Records contained in a dataset
● ● ● ● ● ● ●
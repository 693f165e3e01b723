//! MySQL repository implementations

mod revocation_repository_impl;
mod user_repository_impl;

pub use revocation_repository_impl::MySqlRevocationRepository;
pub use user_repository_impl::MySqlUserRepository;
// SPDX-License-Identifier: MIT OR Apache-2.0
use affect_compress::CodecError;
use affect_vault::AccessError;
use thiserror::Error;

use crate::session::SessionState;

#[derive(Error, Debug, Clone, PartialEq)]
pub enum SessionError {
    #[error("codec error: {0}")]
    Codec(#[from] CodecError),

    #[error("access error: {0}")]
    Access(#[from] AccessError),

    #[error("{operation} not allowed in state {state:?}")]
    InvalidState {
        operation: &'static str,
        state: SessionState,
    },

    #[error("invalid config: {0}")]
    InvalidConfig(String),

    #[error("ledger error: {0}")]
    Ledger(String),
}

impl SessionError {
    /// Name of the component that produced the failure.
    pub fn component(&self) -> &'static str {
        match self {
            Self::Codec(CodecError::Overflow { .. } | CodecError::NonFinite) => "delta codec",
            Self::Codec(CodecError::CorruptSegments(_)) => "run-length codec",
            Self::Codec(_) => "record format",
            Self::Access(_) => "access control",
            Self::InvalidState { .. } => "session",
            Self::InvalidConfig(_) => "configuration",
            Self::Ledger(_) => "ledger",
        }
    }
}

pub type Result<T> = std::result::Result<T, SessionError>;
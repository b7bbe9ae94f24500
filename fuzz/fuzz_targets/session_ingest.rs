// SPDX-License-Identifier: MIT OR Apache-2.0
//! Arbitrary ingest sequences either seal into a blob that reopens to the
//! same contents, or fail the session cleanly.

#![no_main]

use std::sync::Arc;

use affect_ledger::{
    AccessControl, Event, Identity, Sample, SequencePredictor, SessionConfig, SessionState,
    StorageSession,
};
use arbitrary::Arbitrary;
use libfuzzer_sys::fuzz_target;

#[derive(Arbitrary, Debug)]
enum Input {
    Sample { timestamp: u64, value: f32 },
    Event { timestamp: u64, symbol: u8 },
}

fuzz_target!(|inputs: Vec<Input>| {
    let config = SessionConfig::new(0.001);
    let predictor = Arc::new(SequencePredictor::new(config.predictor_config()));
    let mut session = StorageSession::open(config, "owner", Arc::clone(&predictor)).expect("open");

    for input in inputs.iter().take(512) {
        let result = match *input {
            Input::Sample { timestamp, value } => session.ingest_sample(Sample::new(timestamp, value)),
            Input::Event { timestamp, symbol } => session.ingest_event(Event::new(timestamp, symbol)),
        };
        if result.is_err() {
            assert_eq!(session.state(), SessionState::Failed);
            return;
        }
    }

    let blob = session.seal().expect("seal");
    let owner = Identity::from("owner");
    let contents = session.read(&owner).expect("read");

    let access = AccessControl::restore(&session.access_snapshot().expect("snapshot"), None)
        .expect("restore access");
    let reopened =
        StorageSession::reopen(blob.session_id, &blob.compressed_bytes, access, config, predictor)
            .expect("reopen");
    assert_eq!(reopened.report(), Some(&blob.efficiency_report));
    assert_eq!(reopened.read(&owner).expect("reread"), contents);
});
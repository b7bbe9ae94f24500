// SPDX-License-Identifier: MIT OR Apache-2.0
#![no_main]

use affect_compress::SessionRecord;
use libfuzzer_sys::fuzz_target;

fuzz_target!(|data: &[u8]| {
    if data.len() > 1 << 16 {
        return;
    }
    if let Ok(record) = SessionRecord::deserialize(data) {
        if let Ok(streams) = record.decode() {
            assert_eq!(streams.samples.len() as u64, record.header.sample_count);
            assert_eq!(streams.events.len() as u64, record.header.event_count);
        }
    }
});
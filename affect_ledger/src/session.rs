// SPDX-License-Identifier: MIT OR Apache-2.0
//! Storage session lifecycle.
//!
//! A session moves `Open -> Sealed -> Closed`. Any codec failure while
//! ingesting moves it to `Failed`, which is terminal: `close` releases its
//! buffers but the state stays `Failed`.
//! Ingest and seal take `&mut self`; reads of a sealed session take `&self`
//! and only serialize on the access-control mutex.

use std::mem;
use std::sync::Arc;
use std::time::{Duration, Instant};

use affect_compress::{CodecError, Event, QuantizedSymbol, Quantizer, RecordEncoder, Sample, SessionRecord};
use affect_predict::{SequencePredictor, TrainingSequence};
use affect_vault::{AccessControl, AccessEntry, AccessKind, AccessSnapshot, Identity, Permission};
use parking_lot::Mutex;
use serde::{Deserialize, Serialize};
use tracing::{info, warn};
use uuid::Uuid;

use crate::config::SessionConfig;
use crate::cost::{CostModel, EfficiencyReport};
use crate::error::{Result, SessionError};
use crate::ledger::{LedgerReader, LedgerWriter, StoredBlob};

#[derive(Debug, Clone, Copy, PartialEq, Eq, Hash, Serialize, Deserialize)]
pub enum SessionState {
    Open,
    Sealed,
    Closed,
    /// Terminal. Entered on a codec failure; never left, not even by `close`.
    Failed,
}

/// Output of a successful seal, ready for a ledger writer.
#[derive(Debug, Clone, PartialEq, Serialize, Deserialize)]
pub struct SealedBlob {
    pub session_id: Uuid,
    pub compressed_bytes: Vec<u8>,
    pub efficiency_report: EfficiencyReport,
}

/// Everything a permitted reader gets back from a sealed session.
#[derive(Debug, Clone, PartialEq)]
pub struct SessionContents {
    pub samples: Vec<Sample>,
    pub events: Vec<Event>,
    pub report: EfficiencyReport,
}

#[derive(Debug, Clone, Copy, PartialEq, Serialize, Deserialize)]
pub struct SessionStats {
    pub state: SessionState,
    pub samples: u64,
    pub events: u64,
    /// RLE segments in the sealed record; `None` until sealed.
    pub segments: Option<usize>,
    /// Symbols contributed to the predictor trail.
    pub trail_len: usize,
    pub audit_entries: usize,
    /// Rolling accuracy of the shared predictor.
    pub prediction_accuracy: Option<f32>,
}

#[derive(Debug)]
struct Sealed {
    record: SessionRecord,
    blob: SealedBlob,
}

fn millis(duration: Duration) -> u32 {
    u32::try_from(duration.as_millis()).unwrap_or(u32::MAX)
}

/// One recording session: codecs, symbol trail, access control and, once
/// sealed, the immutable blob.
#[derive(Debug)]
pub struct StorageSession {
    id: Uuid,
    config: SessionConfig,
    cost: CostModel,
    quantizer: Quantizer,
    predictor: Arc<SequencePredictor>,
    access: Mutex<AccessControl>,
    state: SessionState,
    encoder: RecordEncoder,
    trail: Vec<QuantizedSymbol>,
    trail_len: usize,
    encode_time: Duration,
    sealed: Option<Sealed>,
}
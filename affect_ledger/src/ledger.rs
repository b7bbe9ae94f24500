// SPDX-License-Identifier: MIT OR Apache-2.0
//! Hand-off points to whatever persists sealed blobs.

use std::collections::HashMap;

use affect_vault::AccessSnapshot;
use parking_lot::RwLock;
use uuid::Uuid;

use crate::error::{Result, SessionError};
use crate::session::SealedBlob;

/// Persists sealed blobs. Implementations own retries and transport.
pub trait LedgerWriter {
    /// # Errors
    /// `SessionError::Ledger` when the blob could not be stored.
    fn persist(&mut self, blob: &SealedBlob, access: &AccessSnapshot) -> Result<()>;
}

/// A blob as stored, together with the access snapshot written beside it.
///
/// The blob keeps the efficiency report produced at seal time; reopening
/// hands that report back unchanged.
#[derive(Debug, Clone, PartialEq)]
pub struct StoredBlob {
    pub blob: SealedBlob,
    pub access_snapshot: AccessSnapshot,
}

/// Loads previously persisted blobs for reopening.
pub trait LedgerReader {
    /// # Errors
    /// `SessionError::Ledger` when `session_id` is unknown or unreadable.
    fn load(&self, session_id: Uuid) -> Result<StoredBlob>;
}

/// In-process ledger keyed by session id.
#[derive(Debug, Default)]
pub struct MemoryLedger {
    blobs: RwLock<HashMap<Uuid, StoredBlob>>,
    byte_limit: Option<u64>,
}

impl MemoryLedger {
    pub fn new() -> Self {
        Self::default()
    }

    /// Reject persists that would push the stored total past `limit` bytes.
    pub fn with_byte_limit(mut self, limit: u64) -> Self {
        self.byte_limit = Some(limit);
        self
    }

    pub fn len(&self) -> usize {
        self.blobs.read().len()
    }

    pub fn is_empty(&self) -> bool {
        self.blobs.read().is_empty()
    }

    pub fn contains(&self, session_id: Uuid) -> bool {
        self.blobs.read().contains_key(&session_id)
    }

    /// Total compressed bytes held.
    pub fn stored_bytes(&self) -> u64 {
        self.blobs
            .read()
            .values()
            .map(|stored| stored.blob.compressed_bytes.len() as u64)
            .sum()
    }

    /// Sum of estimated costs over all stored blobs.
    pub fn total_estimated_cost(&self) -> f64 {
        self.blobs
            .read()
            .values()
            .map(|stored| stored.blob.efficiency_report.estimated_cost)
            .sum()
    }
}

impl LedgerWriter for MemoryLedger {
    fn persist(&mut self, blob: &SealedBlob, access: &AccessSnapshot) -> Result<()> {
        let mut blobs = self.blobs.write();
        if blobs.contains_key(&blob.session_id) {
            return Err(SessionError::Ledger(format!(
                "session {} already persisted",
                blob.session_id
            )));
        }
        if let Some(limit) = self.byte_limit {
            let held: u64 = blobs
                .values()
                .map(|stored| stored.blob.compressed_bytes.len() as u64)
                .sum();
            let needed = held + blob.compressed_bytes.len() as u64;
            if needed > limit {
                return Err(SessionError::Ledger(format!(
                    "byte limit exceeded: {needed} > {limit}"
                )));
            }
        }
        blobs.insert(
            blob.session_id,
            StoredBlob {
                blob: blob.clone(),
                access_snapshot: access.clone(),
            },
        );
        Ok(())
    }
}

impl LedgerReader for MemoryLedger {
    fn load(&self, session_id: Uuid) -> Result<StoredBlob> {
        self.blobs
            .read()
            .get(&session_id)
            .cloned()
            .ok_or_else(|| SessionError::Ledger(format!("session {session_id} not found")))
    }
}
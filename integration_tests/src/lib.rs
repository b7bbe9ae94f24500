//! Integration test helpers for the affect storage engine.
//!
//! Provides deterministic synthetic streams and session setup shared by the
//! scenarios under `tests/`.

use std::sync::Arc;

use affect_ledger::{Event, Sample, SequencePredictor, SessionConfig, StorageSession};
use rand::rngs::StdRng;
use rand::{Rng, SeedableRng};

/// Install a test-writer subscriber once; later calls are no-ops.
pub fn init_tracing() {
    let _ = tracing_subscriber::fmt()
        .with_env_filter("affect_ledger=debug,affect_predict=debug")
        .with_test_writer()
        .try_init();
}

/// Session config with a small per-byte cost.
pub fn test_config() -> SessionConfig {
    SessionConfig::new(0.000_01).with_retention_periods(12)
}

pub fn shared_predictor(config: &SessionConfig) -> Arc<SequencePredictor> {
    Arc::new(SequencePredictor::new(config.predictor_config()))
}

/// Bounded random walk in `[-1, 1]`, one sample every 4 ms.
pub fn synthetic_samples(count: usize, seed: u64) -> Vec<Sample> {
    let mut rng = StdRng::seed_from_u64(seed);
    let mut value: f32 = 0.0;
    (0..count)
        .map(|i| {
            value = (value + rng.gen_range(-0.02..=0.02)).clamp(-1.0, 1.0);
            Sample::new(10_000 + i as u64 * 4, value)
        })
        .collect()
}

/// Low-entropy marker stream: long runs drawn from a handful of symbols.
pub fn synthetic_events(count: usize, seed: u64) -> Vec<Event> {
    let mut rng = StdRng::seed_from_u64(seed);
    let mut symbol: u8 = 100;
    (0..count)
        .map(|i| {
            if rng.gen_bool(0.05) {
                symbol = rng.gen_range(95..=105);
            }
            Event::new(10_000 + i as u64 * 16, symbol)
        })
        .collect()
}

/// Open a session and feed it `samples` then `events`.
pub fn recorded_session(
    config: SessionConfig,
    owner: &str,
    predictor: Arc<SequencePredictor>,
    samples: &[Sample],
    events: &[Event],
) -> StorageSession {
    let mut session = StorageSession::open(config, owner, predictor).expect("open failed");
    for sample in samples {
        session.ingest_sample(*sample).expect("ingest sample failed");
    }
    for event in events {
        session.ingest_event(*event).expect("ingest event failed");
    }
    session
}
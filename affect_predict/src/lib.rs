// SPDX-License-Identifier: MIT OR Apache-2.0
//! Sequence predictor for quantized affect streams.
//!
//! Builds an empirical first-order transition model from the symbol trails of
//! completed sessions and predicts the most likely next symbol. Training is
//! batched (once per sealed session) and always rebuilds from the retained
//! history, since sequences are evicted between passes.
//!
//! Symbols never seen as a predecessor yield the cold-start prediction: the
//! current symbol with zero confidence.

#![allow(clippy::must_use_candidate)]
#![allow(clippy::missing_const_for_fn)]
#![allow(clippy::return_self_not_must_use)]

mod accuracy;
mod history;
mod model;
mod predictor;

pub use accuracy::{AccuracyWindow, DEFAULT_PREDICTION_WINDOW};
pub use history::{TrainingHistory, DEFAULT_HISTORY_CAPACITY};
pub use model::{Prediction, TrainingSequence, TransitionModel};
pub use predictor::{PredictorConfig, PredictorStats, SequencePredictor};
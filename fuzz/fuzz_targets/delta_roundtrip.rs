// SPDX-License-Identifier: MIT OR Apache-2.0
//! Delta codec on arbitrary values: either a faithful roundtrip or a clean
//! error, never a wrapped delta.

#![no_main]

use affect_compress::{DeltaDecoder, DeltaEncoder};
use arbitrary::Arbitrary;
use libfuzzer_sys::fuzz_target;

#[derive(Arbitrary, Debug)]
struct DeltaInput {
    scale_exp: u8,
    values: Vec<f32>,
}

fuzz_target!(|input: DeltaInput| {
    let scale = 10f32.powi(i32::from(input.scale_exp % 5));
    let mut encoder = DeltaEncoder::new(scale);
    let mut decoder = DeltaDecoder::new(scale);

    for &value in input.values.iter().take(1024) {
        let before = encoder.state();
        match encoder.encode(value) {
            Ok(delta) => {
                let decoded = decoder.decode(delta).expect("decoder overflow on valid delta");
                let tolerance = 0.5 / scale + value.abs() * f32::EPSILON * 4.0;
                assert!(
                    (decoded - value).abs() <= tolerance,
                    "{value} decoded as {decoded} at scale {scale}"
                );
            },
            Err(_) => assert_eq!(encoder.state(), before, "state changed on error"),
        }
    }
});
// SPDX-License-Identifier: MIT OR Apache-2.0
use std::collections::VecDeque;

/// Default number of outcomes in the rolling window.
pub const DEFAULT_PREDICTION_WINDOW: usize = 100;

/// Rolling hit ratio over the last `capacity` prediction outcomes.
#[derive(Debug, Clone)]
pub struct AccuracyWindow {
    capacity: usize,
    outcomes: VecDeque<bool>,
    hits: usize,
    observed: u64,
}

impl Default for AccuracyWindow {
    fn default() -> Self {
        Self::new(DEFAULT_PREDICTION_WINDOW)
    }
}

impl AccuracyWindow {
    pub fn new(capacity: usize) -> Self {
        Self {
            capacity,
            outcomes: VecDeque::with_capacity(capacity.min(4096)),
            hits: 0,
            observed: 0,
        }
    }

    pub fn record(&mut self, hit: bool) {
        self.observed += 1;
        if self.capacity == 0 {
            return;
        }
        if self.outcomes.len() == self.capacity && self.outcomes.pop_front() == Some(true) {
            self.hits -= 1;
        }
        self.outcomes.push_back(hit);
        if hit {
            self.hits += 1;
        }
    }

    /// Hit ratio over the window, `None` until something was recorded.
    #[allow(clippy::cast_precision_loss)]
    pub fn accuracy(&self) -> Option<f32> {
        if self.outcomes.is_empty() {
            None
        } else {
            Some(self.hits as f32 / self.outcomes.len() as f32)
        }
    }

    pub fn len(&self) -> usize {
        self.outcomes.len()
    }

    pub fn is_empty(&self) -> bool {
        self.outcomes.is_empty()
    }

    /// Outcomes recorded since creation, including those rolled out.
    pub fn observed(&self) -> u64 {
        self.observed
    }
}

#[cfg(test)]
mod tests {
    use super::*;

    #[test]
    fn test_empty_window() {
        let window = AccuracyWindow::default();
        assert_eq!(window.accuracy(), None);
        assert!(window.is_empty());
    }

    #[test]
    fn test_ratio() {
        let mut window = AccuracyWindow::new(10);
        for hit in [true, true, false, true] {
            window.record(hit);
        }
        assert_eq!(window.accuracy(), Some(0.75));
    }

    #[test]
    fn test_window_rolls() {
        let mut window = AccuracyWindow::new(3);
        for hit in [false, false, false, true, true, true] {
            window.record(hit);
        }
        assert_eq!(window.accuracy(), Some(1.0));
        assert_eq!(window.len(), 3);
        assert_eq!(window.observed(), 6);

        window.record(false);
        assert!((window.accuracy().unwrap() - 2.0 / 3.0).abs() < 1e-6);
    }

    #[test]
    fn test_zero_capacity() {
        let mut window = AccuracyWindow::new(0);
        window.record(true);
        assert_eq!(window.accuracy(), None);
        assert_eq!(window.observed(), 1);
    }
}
● ● ● ● ● ● ●
> _BRIEF_:
Count how many lines in the data contain the word "format", giving the number without comment.

> _WRITTEN ANSWER_:
4